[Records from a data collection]
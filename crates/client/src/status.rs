//! Merging push and poll into one status stream for a job.
//!
//! The watch task has two modes:
//!
//! - **Channel-active**: a push stream is open. Every pushed record is
//!   offered to the merge and the poll ticker is paused.
//! - **Polling**: no push stream is open. The ticker fetches the record
//!   every `poll_interval` (immediately after the push stream drops) while
//!   reconnects are attempted with exponential backoff.
//!
//! A terminal record from either channel ends both.

use std::future::Future;
use std::pin::Pin;
use std::sync::Arc;
use std::time::Duration;

use foresight_core::job::Job;
use foresight_core::reconcile::supersedes;
use foresight_core::types::JobId;
use futures::future::BoxFuture;
use futures::StreamExt;
use tokio::sync::mpsc;
use tokio::task::JoinHandle;
use tokio::time::{interval_at, Instant, MissedTickBehavior, Sleep};
use tokio_util::sync::CancellationToken;

use crate::error::ClientError;
use crate::reconnect::{next_delay, ReconnectConfig};
use crate::transport::{HttpPoll, PollTransport, PushStream, PushTransport, WsPush};

/// Default interval between polls while the push channel is down.
const DEFAULT_POLL_INTERVAL: Duration = Duration::from_secs(2);

/// Tuning for [`StatusClient`].
#[derive(Debug, Clone)]
pub struct StatusClientConfig {
    pub poll_interval: Duration,
    pub reconnect: ReconnectConfig,
}

impl Default for StatusClientConfig {
    fn default() -> Self {
        Self {
            poll_interval: DEFAULT_POLL_INTERVAL,
            reconnect: ReconnectConfig::default(),
        }
    }
}

/// Follows jobs over a push channel with a polling fallback.
#[derive(Clone)]
pub struct StatusClient {
    push: Arc<dyn PushTransport>,
    poll: Arc<dyn PollTransport>,
    config: StatusClientConfig,
}

impl StatusClient {
    pub fn new(
        push: Arc<dyn PushTransport>,
        poll: Arc<dyn PollTransport>,
        config: StatusClientConfig,
    ) -> Self {
        Self { push, poll, config }
    }

    /// Client for a Foresight API server at `base_url` (e.g.
    /// `http://host:3000`), pushing over `ws://` and polling over `http://`.
    pub fn for_server(base_url: &str, config: StatusClientConfig) -> Self {
        let base_url = base_url.trim_end_matches('/');
        let ws_url = if let Some(rest) = base_url.strip_prefix("https://") {
            format!("wss://{rest}")
        } else if let Some(rest) = base_url.strip_prefix("http://") {
            format!("ws://{rest}")
        } else {
            base_url.to_string()
        };
        Self::new(
            Arc::new(WsPush::new(ws_url)),
            Arc::new(HttpPoll::new(base_url.to_string())),
            config,
        )
    }

    /// Start following `id`. Records arrive through [`JobWatch::next`].
    pub fn watch(&self, id: JobId) -> JobWatch {
        let (tx, rx) = mpsc::unbounded_channel();
        let cancel = CancellationToken::new();
        let watcher = Watcher {
            id,
            push: Arc::clone(&self.push),
            poll: Arc::clone(&self.poll),
            config: self.config.clone(),
            cancel: cancel.clone(),
            tx,
            current: None,
        };
        let task = tokio::spawn(watcher.run());
        JobWatch {
            updates: rx,
            cancel,
            task: Some(task),
        }
    }
}

/// Handle to a running watch.
///
/// Dropping it cancels the watch; use [`JobWatch::cancel`] to also wait for
/// the task to exit.
pub struct JobWatch {
    updates: mpsc::UnboundedReceiver<Job>,
    cancel: CancellationToken,
    task: Option<JoinHandle<()>>,
}

impl JobWatch {
    /// Next record that supersedes everything seen so far. `None` once the
    /// job is terminal, unknown to the server, or the watch was cancelled.
    pub async fn next(&mut self) -> Option<Job> {
        self.updates.recv().await
    }

    /// Stop both channels and wait for the task to exit.
    pub async fn cancel(mut self) {
        self.cancel.cancel();
        if let Some(task) = self.task.take() {
            let _ = task.await;
        }
    }
}

impl Drop for JobWatch {
    fn drop(&mut self) {
        self.cancel.cancel();
    }
}

/// Await the future in `slot`, or never resolve when the slot is empty.
async fn await_slot<F: Future + Unpin>(slot: &mut Option<F>) -> F::Output {
    match slot {
        Some(fut) => fut.await,
        None => std::future::pending().await,
    }
}

/// Next item of the push stream, or never resolve when none is open.
async fn next_pushed(push: &mut Option<PushStream>) -> Option<Result<Job, ClientError>> {
    match push {
        Some(stream) => stream.next().await,
        None => std::future::pending().await,
    }
}

/// State of one watch task.
struct Watcher {
    id: JobId,
    push: Arc<dyn PushTransport>,
    poll: Arc<dyn PollTransport>,
    config: StatusClientConfig,
    cancel: CancellationToken,
    tx: mpsc::UnboundedSender<Job>,
    /// Latest emitted record.
    current: Option<Job>,
}

/// Whether the watch loop should keep going.
enum Flow {
    Continue,
    Stop,
}

impl Watcher {
    fn connect(&self) -> BoxFuture<'static, Result<PushStream, ClientError>> {
        let push = Arc::clone(&self.push);
        let id = self.id;
        Box::pin(async move { push.connect(id).await })
    }

    /// Emit `job` if it supersedes the current view.
    fn offer(&mut self, job: Job) -> Flow {
        if !supersedes(self.current.as_ref(), &job) {
            return Flow::Continue;
        }
        let terminal = job.is_terminal();
        if self.tx.send(job.clone()).is_err() {
            return Flow::Stop;
        }
        self.current = Some(job);
        if terminal {
            tracing::debug!(job_id = %self.id, "Job reached a terminal state");
            Flow::Stop
        } else {
            Flow::Continue
        }
    }

    async fn run(mut self) {
        let poll_interval = self.config.poll_interval;
        let mut ticker = interval_at(Instant::now() + poll_interval, poll_interval);
        ticker.set_missed_tick_behavior(MissedTickBehavior::Delay);

        let mut push: Option<PushStream> = None;
        let mut connecting: Option<BoxFuture<'static, Result<PushStream, ClientError>>> =
            Some(self.connect());
        let mut backoff: Option<Pin<Box<Sleep>>> = None;
        let mut delay = self.config.reconnect.initial_delay;

        loop {
            let flow = tokio::select! {
                _ = self.cancel.cancelled() => Flow::Stop,

                item = next_pushed(&mut push), if push.is_some() => match item {
                    Some(Ok(job)) => self.offer(job),
                    Some(Err(ClientError::NotFound(_))) => {
                        tracing::warn!(job_id = %self.id, "Job not found on push channel");
                        Flow::Stop
                    }
                    other => {
                        if let Some(Err(e)) = other {
                            tracing::warn!(job_id = %self.id, error = %e, "Push channel error");
                        }
                        tracing::debug!(job_id = %self.id, "Push channel dropped, polling");
                        push = None;
                        ticker.reset_immediately();
                        backoff = Some(Box::pin(tokio::time::sleep(delay)));
                        delay = next_delay(delay, &self.config.reconnect);
                        Flow::Continue
                    }
                },

                result = await_slot(&mut connecting), if connecting.is_some() => {
                    connecting = None;
                    match result {
                        Ok(stream) => {
                            push = Some(stream);
                            delay = self.config.reconnect.initial_delay;
                        }
                        Err(e) => {
                            tracing::debug!(
                                job_id = %self.id,
                                error = %e,
                                retry_ms = delay.as_millis() as u64,
                                "Push connect failed",
                            );
                            backoff = Some(Box::pin(tokio::time::sleep(delay)));
                            delay = next_delay(delay, &self.config.reconnect);
                        }
                    }
                    Flow::Continue
                }

                _ = await_slot(&mut backoff), if backoff.is_some() => {
                    backoff = None;
                    connecting = Some(self.connect());
                    Flow::Continue
                }

                _ = ticker.tick(), if push.is_none() => {
                    let fetched = tokio::select! {
                        _ = self.cancel.cancelled() => break,
                        fetched = self.poll.fetch(self.id) => fetched,
                    };
                    match fetched {
                        Ok(job) => self.offer(job),
                        Err(ClientError::NotFound(_)) => {
                            tracing::warn!(job_id = %self.id, "Job not found, stopping watch");
                            Flow::Stop
                        }
                        Err(e) => {
                            tracing::warn!(job_id = %self.id, error = %e, "Poll failed, retrying");
                            Flow::Continue
                        }
                    }
                }
            };

            if let Flow::Stop = flow {
                break;
            }
        }
    }
}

▶ WHAT NEEDS TO BE DONE
Please reply with an exact copy of the lines above, starting at the first and ending at the line that holds "#[derive(Debug, Clone)]".

▶ SOLUTION TO THE PROBLEM
filename crates/client/src/status.rs
//! Merging push and poll into one status stream for a job.
//!
//! The watch task has two modes:
//!
//! - **Channel-active**: a push stream is open. Every pushed record is
//!   offered to the merge and the poll ticker is paused.
//! - **Polling**: no push stream is open. The ticker fetches the record
//!   every `poll_interval` (immediately after the push stream drops) while
//!   reconnects are attempted with exponential backoff.
//!
//! A terminal record from either channel ends both.

use std::future::Future;
use std::pin::Pin;
use std::sync::Arc;
use std::time::Duration;

use foresight_core::job::Job;
use foresight_core::reconcile::supersedes;
use foresight_core::types::JobId;
use futures::future::BoxFuture;
use futures::StreamExt;
use tokio::sync::mpsc;
use tokio::task::JoinHandle;
use tokio::time::{interval_at, Instant, MissedTickBehavior, Sleep};
use tokio_util::sync::CancellationToken;

use crate::error::ClientError;
use crate::reconnect::{next_delay, ReconnectConfig};
use crate::transport::{HttpPoll, PollTransport, PushStream, PushTransport, WsPush};

/// Default interval between polls while the push channel is down.
const DEFAULT_POLL_INTERVAL: Duration = Duration::from_secs(2);

/// Tuning for [`StatusClient`].
#[derive(Debug, Clone)]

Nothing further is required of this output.